2 comments on “Micropolíticas. Por Eduardo Pavlovsky

  1. olá, garrocho!
    ótima postagem, estou instigado em conhecer melhor pavlovsky!
    a passagem de deleuze me parece preciosa: “Perdemos el mundo y nos ha sido tomado.” na política, as práticas se resumem a conservar o poder, a estabelecer uma imagem fixa e inabalável -- custe o que custar. na grande mídia, não há discussões políticas, mas acirradas defesas de interesse submetidas a partidarismos a comprometimentos ideológicos (“rabos presos”); na escola, o domínio do pensamento científico -- a eterna prisão do sujeito pelo objeto; nos consultórios médicos e nos hospitais -- doses cegas para apaziguar a dor e o sintoma _ e o sujeito permanece alienado de si mesmo, não consegue ver-se, ir na raiz do que motiva a dor; na rua, a polícia -- discriminatória, fascista, intolerante… e por aí vamos…

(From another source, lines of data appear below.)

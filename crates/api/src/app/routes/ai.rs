use axum::{
    Json,
    extract::Extension,
    response::IntoResponse,
};

use intelplat_ai::{DashboardContext, suggested_questions};
use intelplat_auth::Resource;
use intelplat_core::Role;

use crate::app::{AppState, dto, errors};
use crate::context::PrincipalContext;

/// Dashboard whose rows a context carries.
fn resource_for(context: &DashboardContext) -> Resource {
    match context.owner() {
        Role::Cybersecurity => Resource::Cybersecurity,
        Role::DataScience => Resource::DataScience,
        Role::ITOperations => Resource::ItOperations,
        Role::Admin => Resource::Executive,
    }
}

pub async fn status(Extension(state): Extension<AppState>) -> impl IntoResponse {
    let models = state
        .gateway
        .discovery()
        .map(|cache| cache.snapshot())
        .unwrap_or_default();
    Json(serde_json::json!({
        "status": state.gateway.status(),
        "models": models,
    }))
}

pub async fn questions(Extension(principal): Extension<PrincipalContext>) -> impl IntoResponse {
    Json(suggested_questions(principal.role()))
}

pub async fn ask(
    Extension(state): Extension<AppState>,
    Extension(principal): Extension<PrincipalContext>,
    Json(body): Json<dto::AskRequest>,
) -> axum::response::Response {
    if let Err(e) = state.sessions.authorize(principal.session_id(), Resource::AiAssistant) {
        return errors::auth_error_to_response(e);
    }

    let result = match &body.dashboard {
        Some(dashboard) => {
            if let Err(e) = state.sessions.authorize(principal.session_id(), resource_for(dashboard)) {
                return errors::auth_error_to_response(e);
            }
            state
                .gateway
                .ask_with_dashboard(principal.role(), &body.prompt, dashboard)
                .await
        }
        None => {
            state
                .gateway
                .ask(principal.role(), &body.prompt, body.context.as_ref())
                .await
        }
    };

    match result {
        Ok(resp) => Json(resp).into_response(),
        Err(e) => errors::ai_error_to_response(e),
    }
}

pub async fn analyse(
    Extension(state): Extension<AppState>,
    Extension(principal): Extension<PrincipalContext>,
    Json(context): Json<DashboardContext>,
) -> axum::response::Response {
    if let Err(e) = state.sessions.authorize(principal.session_id(), resource_for(&context)) {
        return errors::auth_error_to_response(e);
    }

    match state.gateway.analyse(principal.role(), &context).await {
        Ok(insight) => Json(insight).into_response(),
        Err(e) => errors::ai_error_to_response(e),
    }
}

#[cfg(test)]
mod tests {
    use super::*;

    #[test]
    fn contexts_map_to_their_dashboards() {
        assert_eq!(resource_for(&DashboardContext::Incidents(vec![])), Resource::Cybersecurity);
        assert_eq!(resource_for(&DashboardContext::Datasets(vec![])), Resource::DataScience);
        assert_eq!(resource_for(&DashboardContext::Tickets(vec![])), Resource::ItOperations);
    }
}
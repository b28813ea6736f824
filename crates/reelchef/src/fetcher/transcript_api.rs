//! Client for the hosted transcript service.
//!
//! `GET {base}/v1/transcript?url=<video>&text=true` with an `x-api-key`
//! header returns `{ "content": "...", "lang": "en" }`. Some deployments
//! return timed segments instead of plain text; both shapes are accepted.

use std::time::Duration;

use reqwest::StatusCode;
use secrecy::{ExposeSecret, SecretString};
use serde::Deserialize;

use super::error::FetchError;
use crate::model::Platform;

#[derive(Debug, Clone, PartialEq)]
pub struct Transcript {
    pub text: String,
    pub language: Option<String>,
}

#[derive(Debug, Deserialize)]
struct TranscriptResponse {
    #[serde(default)]
    content: Option<TranscriptContent>,
    #[serde(default)]
    lang: Option<String>,
}

#[derive(Debug, Deserialize)]
#[serde(untagged)]
enum TranscriptContent {
    Text(String),
    Segments(Vec<Segment>),
}

#[derive(Debug, Deserialize)]
struct Segment {
    text: String,
}

impl TranscriptContent {
    fn into_text(self) -> String {
        match self {
            Self::Text(text) => text,
            Self::Segments(segments) => segments
                .into_iter()
                .map(|s| s.text.trim().to_string())
                .filter(|s| !s.is_empty())
                .collect::<Vec<_>>()
                .join(" "),
        }
    }
}

pub struct TranscriptApiClient {
    client: reqwest::Client,
    base_url: String,
    api_key: Option<SecretString>,
}

impl TranscriptApiClient {
    pub fn new(
        base_url: &str,
        api_key: Option<SecretString>,
        timeout: Duration,
    ) -> Result<Self, reqwest::Error> {
        let client = reqwest::Client::builder().timeout(timeout).build()?;
        Ok(Self {
            client,
            base_url: base_url.trim_end_matches('/').to_string(),
            api_key,
        })
    }

    pub async fn fetch(&self, platform: Platform, video_url: &str) -> Result<Transcript, FetchError> {
        let mut request = self
            .client
            .get(format!("{}/v1/transcript", self.base_url))
            .query(&[("url", video_url), ("text", "true")]);
        if let Some(key) = &self.api_key {
            request = request.header("x-api-key", key.expose_secret());
        }

        let response = request
            .send()
            .await
            .map_err(|e| request_error(platform, e))?;

        let status = response.status();
        if !status.is_success() {
            log::warn!("Transcript service returned {} for {}", status, video_url);
            return Err(status_error(platform, status));
        }

        let body: TranscriptResponse = response.json().await.map_err(|e| FetchError::Unavailable {
            platform,
            reason: format!("invalid transcript response: {}", e),
        })?;

        let text = body
            .content
            .map(TranscriptContent::into_text)
            .unwrap_or_default();
        let text = text.trim();
        if text.is_empty() {
            return Err(FetchError::NoTranscript { platform });
        }

        Ok(Transcript {
            text: text.to_string(),
            language: body.lang.filter(|l| !l.is_empty()),
        })
    }
}

fn status_error(platform: Platform, status: StatusCode) -> FetchError {
    match status.as_u16() {
        404 => FetchError::NoTranscript { platform },
        401 | 403 => FetchError::Private { platform },
        410 => FetchError::Deleted { platform },
        451 => FetchError::RegionBlocked { platform },
        408 | 504 => FetchError::Timeout { platform },
        _ => FetchError::Unavailable {
            platform,
            reason: format!("transcript service returned HTTP {}", status),
        },
    }
}

fn request_error(platform: Platform, e: reqwest::Error) -> FetchError {
    if e.is_timeout() {
        FetchError::Timeout { platform }
    } else {
        FetchError::Unavailable {
            platform,
            reason: e.to_string(),
        }
    }
}

#[cfg(test)]
mod tests {
    use super::*;
    use mockito::Matcher;

    fn client(server: &mockito::Server) -> TranscriptApiClient {
        TranscriptApiClient::new(
            &server.url(),
            Some(SecretString::from("test-key".to_string())),
            Duration::from_secs(5),
        )
        .unwrap()
    }

    const VIDEO: &str = "https://www.youtube.com/watch?v=dQw4w9WgXcQ";

    #[tokio::test]
    async fn test_fetch_text_transcript() {
        let mut server = mockito::Server::new_async().await;
        let mock = server
            .mock("GET", "/v1/transcript")
            .match_query(Matcher::AllOf(vec![
                Matcher::UrlEncoded("url".into(), VIDEO.into()),
                Matcher::UrlEncoded("text".into(), "true".into()),
            ]))
            .match_header("x-api-key", "test-key")
            .with_status(200)
            .with_header("content-type", "application/json")
            .with_body(r#"{"content":"  Add two cups of flour  ","lang":"en"}"#)
            .create_async()
            .await;

        let transcript = client(&server).fetch(Platform::YouTube, VIDEO).await.unwrap();
        assert_eq!(transcript.text, "Add two cups of flour");
        assert_eq!(transcript.language.as_deref(), Some("en"));
        mock.assert_async().await;
    }

    #[tokio::test]
    async fn test_fetch_segmented_transcript() {
        let mut server = mockito::Server::new_async().await;
        server
            .mock("GET", "/v1/transcript")
            .match_query(Matcher::Any)
            .with_status(200)
            .with_body(r#"{"content":[{"text":"Chop onions","offset":0},{"text":" then fry","offset":1200}]}"#)
            .create_async()
            .await;

        let transcript = client(&server).fetch(Platform::TikTok, VIDEO).await.unwrap();
        assert_eq!(transcript.text, "Chop onions then fry");
        assert_eq!(transcript.language, None);
    }

    #[tokio::test]
    async fn test_empty_content_is_no_transcript() {
        let mut server = mockito::Server::new_async().await;
        server
            .mock("GET", "/v1/transcript")
            .match_query(Matcher::Any)
            .with_status(200)
            .with_body(r#"{"content":"   ","lang":"en"}"#)
            .create_async()
            .await;

        let err = client(&server).fetch(Platform::YouTube, VIDEO).await.unwrap_err();
        assert_eq!(
            err,
            FetchError::NoTranscript {
                platform: Platform::YouTube
            }
        );
    }

    #[tokio::test]
    async fn test_status_mapping() {
        let cases = [
            (404, FetchError::NoTranscript { platform: Platform::YouTube }),
            (403, FetchError::Private { platform: Platform::YouTube }),
            (410, FetchError::Deleted { platform: Platform::YouTube }),
            (451, FetchError::RegionBlocked { platform: Platform::YouTube }),
        ];
        for (status, expected) in cases {
            let mut server = mockito::Server::new_async().await;
            server
                .mock("GET", "/v1/transcript")
                .match_query(Matcher::Any)
                .with_status(status)
                .create_async()
                .await;

            let err = client(&server).fetch(Platform::YouTube, VIDEO).await.unwrap_err();
            assert_eq!(err, expected, "HTTP {status}");
        }

        let mut server = mockito::Server::new_async().await;
        server
            .mock("GET", "/v1/transcript")
            .match_query(Matcher::Any)
            .with_status(500)
            .create_async()
            .await;
        let err = client(&server).fetch(Platform::YouTube, VIDEO).await.unwrap_err();
        assert!(matches!(err, FetchError::Unavailable { .. }));
    }
}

    de fato precisamos mesmo reinventar nossas práticas, criar nossas micropolíticas para que possamos aproximar mais de nós mesmos e das diferenças, portanto. penso nas práticas que nos aproximem de nós mesmos para que assim possamos realmente ver nossa realidade (e não ter pensamento de ver, como dizia merleau-ponty), ver a realidade do outro, do mundo -- do que é necessário fazer. onde se encontra o sentido da existência?

    forte abraço,

  2. Ei, Davi

    Tenho acompanhado vez por outra suas práticas “teatrais liminares”, para pensar com Ileana Diéguez, que vem investigando esses campos. Aliás, é disso mesmo que se trata: a importância de uma produção latino-americana que poderia ser mais frequentada por nós.

    Vi, entre outras, uma postagem no VagoColetivo, de que gostei muito: sobre aquela uma troca de experiências com Kênia Dias e Grupo, em que vocês criavam com sombras e linhas na cidade. Muito legal.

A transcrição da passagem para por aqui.